═══ SUPPLIED DATA ═══

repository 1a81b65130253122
pub mod handlers;
pub mod router;
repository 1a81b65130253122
pub mod http;
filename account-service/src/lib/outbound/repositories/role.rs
use sqlx::PgPool;

use crate::account::errors::AccountError;
use crate::account::models::Role;
use crate::account::models::RoleId;

/// Role lookups, used at startup to resolve the default role by name.
///
/// The seed set itself is created idempotently by migration, so there
/// is nothing to write here.
pub struct PostgresRoleRepository {
    pool: PgPool,
}

impl PostgresRoleRepository {
    pub fn new(pool: PgPool) -> Self {
        Self { pool }
    }

    /// Retrieve a role by its unique name.
    pub async fn find_by_name(&self, name: &str) -> Result<Option<Role>, AccountError> {
        let row: Option<(i32, String)> =
            sqlx::query_as("SELECT id, name FROM roles WHERE name = $1")
                .bind(name)
                .fetch_optional(&self.pool)
                .await
                .map_err(|e| AccountError::DatabaseError(e.to_string()))?;

        Ok(row.map(|(id, name)| Role {
            id: RoleId(id),
            name,
        }))
    }
}
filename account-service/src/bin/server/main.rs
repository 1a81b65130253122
use std::sync::Arc;

use account_service::config::Config;
use account_service::domain::account::models::DEFAULT_ROLE_NAME;
use account_service::domain::account::ports::AccountServicePort;
use account_service::domain::account::service::AccountService;
use account_service::inbound::http::router::create_router;
use account_service::outbound::email::SmtpNotifier;
use account_service::outbound::repositories::PostgresRoleRepository;
use account_service::outbound::repositories::PostgresUserRepository;
use auth::SessionTokenIssuer;
use sqlx::postgres::PgPoolOptions;
use tracing_subscriber::layer::SubscriberExt;
use tracing_subscriber::util::SubscriberInitExt;

#[tokio::main]
async fn main() -> Result<(), anyhow::Error> {
    tracing_subscriber::registry()
        .with(
            tracing_subscriber::EnvFilter::try_from_default_env()
                .unwrap_or_else(|_| "account_service=debug,tower_http=debug".into()),
        )
        .with(tracing_subscriber::fmt::layer())
        .init();

    tracing::info!(
        service = "account-service",
        version = env!("CARGO_PKG_VERSION"),
        "Service starting"
    );

    let config = Config::load()?;

    tracing::info!(
        http_port = config.server.http_port,
        smtp_host = %config.smtp.host,
        public_url = %config.app.public_url,
        "Configuration loaded"
    );

    let pg_pool = PgPoolOptions::new()
        .max_connections(5)
        .connect(&config.database.url)
        .await?;
    tracing::info!(
        max_connections = 5,
        database = "postgresql",
        "Database connection pool created"
    );

    sqlx::migrate!("./migrations").run(&pg_pool).await?;
    tracing::info!(database = "postgresql", "Database migrations completed");

    let role_repository = PostgresRoleRepository::new(pg_pool.clone());
    let default_role = role_repository
        .find_by_name(DEFAULT_ROLE_NAME)
        .await?
        .ok_or_else(|| anyhow::anyhow!("default role '{}' is not seeded", DEFAULT_ROLE_NAME))?;
    tracing::info!(role_id = %default_role.id, role_name = %default_role.name, "Default role resolved");

    let session_issuer = Arc::new(SessionTokenIssuer::new(config.jwt.secret.as_bytes()));
    let user_repository = Arc::new(PostgresUserRepository::new(pg_pool));
    let notifier = Arc::new(SmtpNotifier::new(&config.smtp)?);

    let account_service: Arc<dyn AccountServicePort> = Arc::new(AccountService::new(
        user_repository,
        notifier,
        session_issuer,
        default_role.id,
        config.app.public_url.clone(),
    ));

    let http_address = format!("0.0.0.0:{}", config.server.http_port);
    let http_listener = tokio::net::TcpListener::bind(&http_address).await?;
    tracing::info!(
        address = %http_address,
        port = config.server.http_port,
        protocol = "http",
        "Http server listening"
    );

    let http_application = create_router(account_service);
    axum::serve(http_listener, http_application).await?;

    Ok(())
}
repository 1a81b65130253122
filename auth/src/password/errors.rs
use thiserror::Error;

/// Error type for password hashing operations.
#[derive(Debug, Clone, Error)]
pub enum PasswordError {
    #[error("Password hashing failed: {0}")]
    HashingFailed(String),
}
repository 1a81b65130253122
use axum::http::StatusCode;
use axum::response::IntoResponse;
use axum::response::Response;
use axum::Json;
use serde::Serialize;

use crate::account::errors::AccountError;

pub mod create_user;
pub mod delete_user;
pub mod forgot_password;
pub mod get_user;
pub mod list_users;
pub mod login;
pub mod register;
pub mod reset_password;
pub mod update_user;
pub mod verify_email;

#[derive(Debug, Clone)]
pub struct ApiSuccess<T: Serialize + PartialEq>(StatusCode, Json<ApiResponseBody<T>>);

impl<T> PartialEq for ApiSuccess<T>
where
    T: Serialize + PartialEq,
{
    fn eq(&self, other: &Self) -> bool {
        self.0 == other.0 && self.1 .0 == other.1 .0
    }
}

impl<T: Serialize + PartialEq> ApiSuccess<T> {
    pub fn new(status: StatusCode, data: T) -> Self {
        ApiSuccess(status, Json(ApiResponseBody::new(status, data)))
    }
}

impl<T: Serialize + PartialEq> IntoResponse for ApiSuccess<T> {
    fn into_response(self) -> Response {
        (self.0, self.1).into_response()
    }
}

#[derive(Debug, Clone, PartialEq, Eq)]
pub enum ApiError {
    InternalServerError(String),
    BadRequest(String),
    NotFound(String),
}

impl From<anyhow::Error> for ApiError {
    fn from(e: anyhow::Error) -> Self {
        Self::InternalServerError(e.to_string())
    }
}

impl IntoResponse for ApiError {
    fn into_response(self) -> Response {
        let (status, message) = match self {
            ApiError::InternalServerError(msg) => {
                // Internal detail stays in the log, not the response
                tracing::error!(error = %msg, "Internal server error");
                (
                    StatusCode::INTERNAL_SERVER_ERROR,
                    "Internal server error".to_string(),
                )
            }
            ApiError::BadRequest(msg) => (StatusCode::BAD_REQUEST, msg),
            ApiError::NotFound(msg) => (StatusCode::NOT_FOUND, msg),
        };

        (status, Json(ApiResponseBody::new_error(status, message))).into_response()
    }
}

impl From<AccountError> for ApiError {
    fn from(err: AccountError) -> Self {
        match err {
            // Every credential-lifecycle failure is a 400: validation,
            // duplicates, bad credentials, unverified/inactive accounts,
            // and invalid or expired tokens alike.
            AccountError::InvalidUserId(_)
            | AccountError::InvalidEmail(_)
            | AccountError::InvalidPhoneNumber(_)
            | AccountError::MissingField(_)
            | AccountError::EmailAlreadyExists(_)
            | AccountError::PhoneNumberAlreadyExists(_)
            | AccountError::InvalidCredentials
            | AccountError::AccountNotVerified
            | AccountError::AccountInactive
            | AccountError::InvalidOrExpiredToken => ApiError::BadRequest(err.to_string()),
            AccountError::NotFound(_) => ApiError::NotFound(err.to_string()),
            AccountError::DatabaseError(_) | AccountError::Unknown(_) => {
                ApiError::InternalServerError(err.to_string())
            }
        }
    }
}

#[derive(Debug, Clone, PartialEq, Eq, Serialize)]
pub struct ApiResponseBody<T: Serialize + PartialEq> {
    status_code: u16,
    data: T,
}

impl<T: Serialize + PartialEq> ApiResponseBody<T> {
    pub fn new(status_code: StatusCode, data: T) -> Self {
        Self {
            status_code: status_code.as_u16(),
            data,
        }
    }
}

impl ApiResponseBody<ApiErrorData> {
    pub fn new_error(status_code: StatusCode, message: String) -> Self {
        Self {
            status_code: status_code.as_u16(),
            data: ApiErrorData { message },
        }
    }
}

#[derive(Debug, Clone, PartialEq, Eq, Serialize)]
pub struct ApiErrorData {
    pub message: String,
}

/// Extract a required request field, rejecting absent or blank values.
pub(crate) fn require_field(
    field: &'static str,
    value: Option<String>,
) -> Result<String, AccountError> {
    match value {
        Some(v) if !v.trim().is_empty() => Ok(v),
        _ => Err(AccountError::MissingField(field)),
    }
}
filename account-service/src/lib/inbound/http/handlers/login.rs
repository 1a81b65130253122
use axum::extract::State;
use axum::http::StatusCode;
use axum::Json;
use serde::Deserialize;
use serde::Serialize;

use super::require_field;
use super::ApiError;
use super::ApiSuccess;
use crate::inbound::http::router::AppState;

pub async fn login(
    State(state): State<AppState>,
    Json(body): Json<LoginRequest>,
) -> Result<ApiSuccess<LoginResponseData>, ApiError> {
    let email = require_field("email", body.email)?;
    let password = require_field("password", body.password)?;

    // The email is looked up as-is; an unknown or malformed address
    // resolves to the same InvalidCredentials as a wrong password.
    state
        .account_service
        .login(&email, &password)
        .await
        .map_err(ApiError::from)
        .map(|token| ApiSuccess::new(StatusCode::OK, LoginResponseData { token }))
}

#[derive(Debug, Clone, PartialEq, Eq, Deserialize)]
pub struct LoginRequest {
    email: Option<String>,
    password: Option<String>,
}

/// Session token only; no account data and no secret material.
#[derive(Debug, Clone, PartialEq, Eq, Serialize)]
pub struct LoginResponseData {
    pub token: String,
}
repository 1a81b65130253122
pub mod account;
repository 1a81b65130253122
use axum::extract::Path;
use axum::extract::State;
use axum::http::StatusCode;
use axum::Json;
use chrono::DateTime;
use chrono::Utc;
use serde::Deserialize;
use serde::Serialize;

use super::ApiError;
use super::ApiSuccess;
use crate::account::errors::AccountError;
use crate::account::models::EmailAddress;
use crate::account::models::PhoneNumber;
use crate::account::models::RoleId;
use crate::account::models::UpdateUserCommand;
use crate::account::models::User;
use crate::account::models::UserId;
use crate::inbound::http::router::AppState;

pub async fn update_user(
    State(state): State<AppState>,
    Path(id): Path<String>,
    Json(body): Json<UpdateUserRequest>,
) -> Result<ApiSuccess<UpdateUserResponseData>, ApiError> {
    let user_id = UserId::from_string(&id).map_err(AccountError::from)?;
    let command = body.try_into_command()?;

    state
        .account_service
        .update_user(&user_id, command)
        .await
        .map_err(ApiError::from)
        .map(|ref user| ApiSuccess::new(StatusCode::OK, user.into()))
}

/// HTTP request body for a partial account update (raw JSON).
#[derive(Debug, Clone, PartialEq, Eq, Deserialize)]
pub struct UpdateUserRequest {
    email: Option<String>,
    password: Option<String>,
    name: Option<String>,
    last_name: Option<String>,
    phone_number: Option<String>,
    address: Option<String>,
    location: Option<String>,
    role_id: Option<i32>,
}

impl UpdateUserRequest {
    fn try_into_command(self) -> Result<UpdateUserCommand, AccountError> {
        let email = self.email.map(EmailAddress::new).transpose()?;
        let phone_number = self.phone_number.map(PhoneNumber::new).transpose()?;

        // An empty password field means "leave the password alone"
        let password = self.password.filter(|p| !p.trim().is_empty());

        Ok(UpdateUserCommand {
            email,
            password,
            name: self.name,
            last_name: self.last_name,
            phone_number,
            address: self.address,
            location: self.location,
            role_id: self.role_id.map(RoleId),
        })
    }
}

#[derive(Debug, Clone, PartialEq, Eq, Serialize)]
pub struct UpdateUserResponseData {
    pub id: String,
    pub email: String,
    pub name: String,
    pub last_name: String,
    pub phone_number: String,
    pub address: String,
    pub location: String,
    pub role_id: i32,
    pub last_password_change: Option<DateTime<Utc>>,
    pub created_at: DateTime<Utc>,
}

impl From<&User> for UpdateUserResponseData {
    fn from(user: &User) -> Self {
        Self {
            id: user.id.to_string(),
            email: user.email.as_str().to_string(),
            name: user.name.clone(),
            last_name: user.last_name.clone(),
            phone_number: user.phone_number.as_str().to_string(),
            address: user.address.clone(),
            location: user.location.clone(),
            role_id: user.role_id.0,
            last_password_change: user.last_password_change,
            created_at: user.created_at,
        }
    }
}
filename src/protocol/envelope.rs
//! The addressed message unit

use serde::{Deserialize, Serialize};
use serde_json::Value;

/// Scheme used when none is configured
pub const DEFAULT_SCHEME: &str = "schemebus-ipc";

/// Well-known identity of the hub itself
pub const MAIN_ID: &str = "main";

/// One message on the bus
#[derive(Debug, Clone, PartialEq, Serialize, Deserialize)]
pub struct Envelope {
    /// Logical topic or method name
    pub channel: String,
    /// Self-declared sender identity
    #[serde(default, skip_serializing_if = "Option::is_none")]
    pub source: Option<String>,
    /// Addressed recipient; `None` means broadcast
    #[serde(default, skip_serializing_if = "Option::is_none")]
    pub destination: Option<String>,
    /// Positional arguments, opaque to the bus
    #[serde(default)]
    pub values: Vec<Value>,
}

impl Envelope {
    pub fn new(channel: impl Into<String>, values: Vec<Value>) -> Self {
        Self {
            channel: channel.into(),
            source: None,
            destination: None,
            values,
        }
    }

    pub fn from_source(mut self, source: impl Into<String>) -> Self {
        self.source = Some(source.into());
        self
    }

    pub fn to_destination(mut self, destination: impl Into<String>) -> Self {
        self.destination = Some(destination.into());
        self
    }

    /// Whether a subscriber registered as `source_id` should receive this envelope
    pub fn is_for(&self, source_id: Option<&str>) -> bool {
        match self.destination.as_deref() {
            None => true,
            Some(dest) => source_id == Some(dest),
        }
    }

    /// Whether the hub's own listeners should see this envelope
    pub fn is_for_main(&self) -> bool {
        self.destination.as_deref().map_or(true, |dest| dest == MAIN_ID)
    }
}

/// Body of a `stream-from-main` request
#[derive(Debug, Clone, Default, PartialEq, Serialize, Deserialize)]
pub struct Registration {
    #[serde(default, skip_serializing_if = "Option::is_none")]
    pub source: Option<String>,
}
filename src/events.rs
//! Channel-keyed local event fan-out
//!
//! Both the hub and client sessions re-emit bus traffic to in-process
//! listeners through an [`EventEmitter`].

use parking_lot::RwLock;
use serde_json::Value;
use std::collections::HashMap;
use std::sync::Arc;
use uuid::Uuid;

/// An event as seen by local listeners
#[derive(Debug, Clone, PartialEq)]
pub struct Event {
    pub channel: String,
    pub source: Option<String>,
    pub values: Vec<Value>,
}

impl Event {
    pub fn new(channel: impl Into<String>, source: Option<String>, values: Vec<Value>) -> Self {
        Self {
            channel: channel.into(),
            source,
            values,
        }
    }
}

/// Handler for local events
pub type Listener = Arc<dyn Fn(&Event) + Send + Sync>;

/// Identifies a registered listener for removal
#[derive(Debug, Clone, Copy, PartialEq, Eq, Hash)]
pub struct ListenerId(Uuid);

#[derive(Clone)]
struct Entry {
    id: ListenerId,
    listener: Listener,
    once: bool,
}

/// Maps channel names to ordered listener lists
#[derive(Default)]
pub struct EventEmitter {
    listeners: RwLock<HashMap<String, Vec<Entry>>>,
}

impl EventEmitter {
    pub fn new() -> Self {
        Self::default()
    }

    /// Call `listener` for every event on `channel`
    pub fn on<F>(&self, channel: &str, listener: F) -> ListenerId
    where
        F: Fn(&Event) + Send + Sync + 'static,
    {
        self.insert(channel, Arc::new(listener), false)
    }

    /// Call `listener` for the next event on `channel` only
    pub fn once<F>(&self, channel: &str, listener: F) -> ListenerId
    where
        F: Fn(&Event) + Send + Sync + 'static,
    {
        self.insert(channel, Arc::new(listener), true)
    }

    fn insert(&self, channel: &str, listener: Listener, once: bool) -> ListenerId {
        let id = ListenerId(Uuid::new_v4());
        self.listeners
            .write()
            .entry(channel.to_string())
            .or_default()
            .push(Entry { id, listener, once });
        id
    }

    /// Remove one listener; returns false if it was not registered
    pub fn off(&self, channel: &str, id: ListenerId) -> bool {
        let mut listeners = self.listeners.write();
        let Some(entries) = listeners.get_mut(channel) else {
            return false;
        };

        let before = entries.len();
        entries.retain(|e| e.id != id);
        let removed = entries.len() != before;

        if entries.is_empty() {
            listeners.remove(channel);
        }

        removed
    }

    /// Remove every listener on `channel`
    pub fn remove_all(&self, channel: &str) {
        self.listeners.write().remove(channel);
    }

    /// Deliver `event` to the listeners of its channel, in registration order
    ///
    /// Returns true if at least one listener ran. Listeners are called outside
    /// the lock, so they may register or remove listeners themselves.
    pub fn emit(&self, event: &Event) -> bool {
        let snapshot = {
            let mut listeners = self.listeners.write();
            let Some(entries) = listeners.get_mut(&event.channel) else {
                return false;
            };

            let snapshot = entries.clone();
            entries.retain(|e| !e.once);
            if entries.is_empty() {
                listeners.remove(&event.channel);
            }
            snapshot
        };

        for entry in &snapshot {
            (entry.listener)(event);
        }

        !snapshot.is_empty()
    }

    pub fn listener_count(&self, channel: &str) -> usize {
        self.listeners.read().get(channel).map_or(0, Vec::len)
    }

    /// Channels with at least one listener
    pub fn channels(&self) -> Vec<String> {
        self.listeners.read().keys().cloned().collect()
    }
}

═══

Take every line above that includes "values" and list it.

EXERCISE SOLUTION -
/// Extract a required request field, rejecting absent or blank values.
    pub values: Vec<Value>,
    pub fn new(channel: impl Into<String>, values: Vec<Value>) -> Self {
            values,
    pub values: Vec<Value>,
    pub fn new(channel: impl Into<String>, source: Option<String>, values: Vec<Value>) -> Self {
            values,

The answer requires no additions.